[Task]
Return every line from the one with "Insert one leaf" through the one with "for leaf in", inclusive, exactly as it appears below.

(Items from a data source)

impl TreeAssembler {
    pub fn new(storage: Arc<dyn StorageGateway>) -> Self {
        Self {
            storage,
            write_concurrency: DEFAULT_WRITE_CONCURRENCY,
        }
    }

    pub fn with_write_concurrency(mut self, limit: usize) -> Self {
        self.write_concurrency = limit.max(1);
        self
    }

    /// Insert one leaf per record directly under `root`.
    ///
    /// A leaf with the same id is overwritten. Returns how many leaves are new.
    pub fn ingest(&self, catalog: &mut Catalog, root: NodeId, records: Vec<Record>) -> Result<usize> {
        let mut created = 0;
        for record in records {
            let (_, new) = catalog.upsert_leaf(root, record)?;
            if new {
                created += 1;
            }
        }
        log::debug!(
            "Ingested {} new leaves under {}",
            created,
            catalog.path_string(root)
        );
        Ok(created)
    }

    /// Move the leaves directly under `root` into template-derived branches.
    ///
    /// Missing branches are created; returns how many. Leaves the template
    /// cannot place stay where they are.
    pub fn partition(
        &self,
        catalog: &mut Catalog,
        root: NodeId,
        template: &PathTemplate,
    ) -> Result<usize> {
        let stac_version = catalog
            .get(root)
            .and_then(|n| n.document().stac_version())
            .unwrap_or(STAC_VERSION)
            .to_string();

        let leaves: Vec<NodeId> = catalog
            .child_ids(root)
            .into_iter()
            .filter(|id| catalog.is_leaf(*id))
            .collect();

        let mut created = 0;
        let mut unplaced = 0;
        for leaf in leaves {
            let Some(names) = catalog.get(leaf).and_then(|n| template.apply(n.document())) else {
                unplaced += 1;
                continue;
            };

            let mut parent = root;
            let mut blocked = false;
            for name in &names {
                parent = match catalog.child(parent, name) {
                    Some(existing) if catalog.is_branch(existing) => existing,
                    Some(_) => {
                        blocked = true;
                        break;
                    }
                    None => {
                        created += 1;
                        catalog.add_branch(parent, Record::catalog(name, name, &stac_version))?
                    }
                };
            }
            if blocked {
                log::warn!(
                    "Cannot place {} under {}: a leaf already uses that name",
                    catalog.path_string(leaf),
                    names.join("/")
                );
                unplaced += 1;
                continue;
            }

            let record = catalog.take_leaf(leaf)?;
            catalog.upsert_leaf(parent, record)?;
        }

        if unplaced > 0 {
            log::warn!(
                "{} records under {} could not be placed by '{}'",
                unplaced,
                catalog.path_string(root),
                template
            );
        }
        Ok(created)
    }

    /// Strip links of the given relations under `root`, then remove branches
    /// left without children, bottom-up. `root` itself is never removed.
    ///
    /// Returns the paths of the removed branches.
    pub fn prune(
        &self,
        catalog: &mut Catalog,
        root: NodeId,
        kinds: &HashSet<String>,
    ) -> Result<Vec<String>> {
        let subtree = catalog.descendants(root);
        for id in &subtree {
            catalog.strip_links(*id, kinds)?;
        }

        let mut removed = Vec::new();
        for id in subtree.into_iter().rev() {
            if id == root || !catalog.is_branch(id) {
                continue;
            }
            if catalog.child_count(id) == 0 {
                removed.push(catalog.path_string(id));
                catalog.remove(id)?;
            }
        }

        if !removed.is_empty() {
            log::info!("Pruned {} empty branches", removed.len());
        }
        Ok(removed)
    }

    /// Write `subtree` under `base_uri`, deepest level first.
    ///
    /// Locations come from the full tree, so a subtree lands exactly where a
    /// full write would put it.
    pub async fn persist(
        &self,
        catalog: &Catalog,
        subtree: NodeId,
        base_uri: &str,
    ) -> Result<PersistSummary> {
        let mut levels: BTreeMap<usize, Vec<NodeId>> = BTreeMap::new();
        for id in catalog.descendants(subtree) {
            levels.entry(catalog.depth(id)).or_default().push(id);
        }

        let mut written = 0;
        for (depth, nodes) in levels.into_iter().rev() {
            log::debug!("Writing {} documents at depth {}", nodes.len(), depth);
            let mut writes = stream::iter(nodes)
                .map(|id| async move {
                    let target = layout::node_uri(catalog, id, base_uri);
                    let result = match layout::render(catalog, id, base_uri) {
                        Ok((_, json)) => self.storage.write_text(&target, &json).await,
                        Err(err) => Err(err),
                    };
                    (target, result)
                })
                .buffer_unordered(self.write_concurrency);

            let mut failure = None;
            while let Some((target, result)) = writes.next().await {
                match result {
                    Ok(()) => written += 1,
                    Err(err) => {
                        log::error!("Failed to write {}: {}", target, err);
                        failure.get_or_insert((target, err));
                    }
                }
            }
            if let Some((target, err)) = failure {
                return Err(AppError::persist(target, written, err));
            }
        }

        let root_uri = layout::node_uri(catalog, subtree, base_uri);
        log::info!("Wrote {} documents under {}", written, root_uri);
        Ok(PersistSummary {
            documents_written: written,
            root_uri,
        })
    }

    /// Read and parse one stored document.
    pub async fn read_document(&self, target: &str) -> Result<Record> {
        let text = self.storage.read_text(target).await?;
        Record::from_json(&text).map_err(|e| AppError::parse(format!("{target}: {e}")))
    }

    /// Rebuild a whole catalog from its root document.
    pub async fn load(&self, root_uri: &str) -> Result<Catalog> {
        let mut catalog = Catalog::new(self.read_document(root_uri).await?);
        let root = catalog.root();
        let count = self.resolve_subtree(&mut catalog, root, root_uri).await?;
        log::info!("Loaded {} documents from {}", count + 1, root_uri);
        Ok(catalog)
    }

    /// Load only the branches along `path`, then everything below its end.
    ///
    /// Siblings along the way stay as unresolved links. Returns the tree and
    /// the node at the end of the path.
    pub async fn load_path(&self, root_uri: &str, path: &[&str]) -> Result<(Catalog, NodeId)> {
        let mut catalog = Catalog::new(self.read_document(root_uri).await?);
        let mut current = catalog.root();
        let mut current_uri = root_uri.to_string();

        for name in path {
            let mut candidates: Vec<String> = catalog
                .links(current)
                .iter()
                .filter(|l| l.rel == "child" && uri::scheme(&l.href).is_none())
                .map(|l| l.href.clone())
                .collect();
            candidates.sort_by_key(|href| !href.split('/').any(|s| s == *name));

            let mut found = None;
            for href in candidates {
                let target = uri::resolve_href(&current_uri, &href)?;
                let document = self.read_document(&target).await?;
                if document.id == *name {
                    found = Some((href, target, document));
                    break;
                }
            }
            let (href, target, document) = found.ok_or_else(|| {
                AppError::not_found(format!(
                    "'{}' under {}",
                    name,
                    catalog.path_string(current)
                ))
            })?;

            catalog.remove_links(current, |l| l.rel == "child" && l.href == href)?;
            current = catalog.add_branch(current, document)?;
            current_uri = target;
        }

        let count = self.resolve_subtree(&mut catalog, current, &current_uri).await?;
        log::info!(
            "Loaded {} with {} documents below it",
            catalog.path_string(current),
            count
        );
        Ok((catalog, current))
    }

    /// Follow relative `child`/`item` links below `start`, level by level.
    ///
    /// Resolved links are removed from the descriptors; the tree regenerates
    /// them on render. Returns the number of documents loaded.
    async fn resolve_subtree(
        &self,
        catalog: &mut Catalog,
        start: NodeId,
        start_uri: &str,
    ) -> Result<usize> {
        let mut frontier = vec![(start, start_uri.to_string())];
        let mut loaded = 0;

        while !frontier.is_empty() {
            let mut targets = Vec::new();
            for (id, doc_uri) in &frontier {
                let links = catalog
                    .remove_links(*id, |l| l.is_reference() && uri::scheme(&l.href).is_none())?;
                for link in links {
                    targets.push((*id, uri::resolve_href(doc_uri, &link.href)?));
                }
            }

            let documents: Vec<_> = stream::iter(targets)
                .map(|(parent, target)| async move {
                    let document = self.read_document(&target).await;
                    (parent, target, document)
                })
                .buffered(self.write_concurrency)
                .collect()
                .await;

            let mut next = Vec::new();
            for (parent, target, document) in documents {
                let document = document?;
                if document.kind() == Some("Feature") {
                    catalog.upsert_leaf(parent, document)?;
                } else {
                    let id = catalog.add_branch(parent, document)?;
                    next.push((id, target));
                }
                loaded += 1;
            }
            frontier = next;
        }

        Ok(loaded)
    }
}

[Problem solution]
    /// Insert one leaf per record directly under `root`.
    ///
    /// A leaf with the same id is overwritten. Returns how many leaves are new.
    pub fn ingest(&self, catalog: &mut Catalog, root: NodeId, records: Vec<Record>) -> Result<usize> {
        let mut created = 0;
        for record in records {
            let (_, new) = catalog.upsert_leaf(root, record)?;
            if new {
                created += 1;
            }
        }
        log::debug!(
            "Ingested {} new leaves under {}",
            created,
            catalog.path_string(root)
        );
        Ok(created)
    }

    /// Move the leaves directly under `root` into template-derived branches.
    ///
    /// Missing branches are created; returns how many. Leaves the template
    /// cannot place stay where they are.
    pub fn partition(
        &self,
        catalog: &mut Catalog,
        root: NodeId,
        template: &PathTemplate,
    ) -> Result<usize> {
        let stac_version = catalog
            .get(root)
            .and_then(|n| n.document().stac_version())
            .unwrap_or(STAC_VERSION)
            .to_string();

        let leaves: Vec<NodeId> = catalog
            .child_ids(root)
            .into_iter()
            .filter(|id| catalog.is_leaf(*id))
            .collect();

        let mut created = 0;
        let mut unplaced = 0;
        for leaf in leaves {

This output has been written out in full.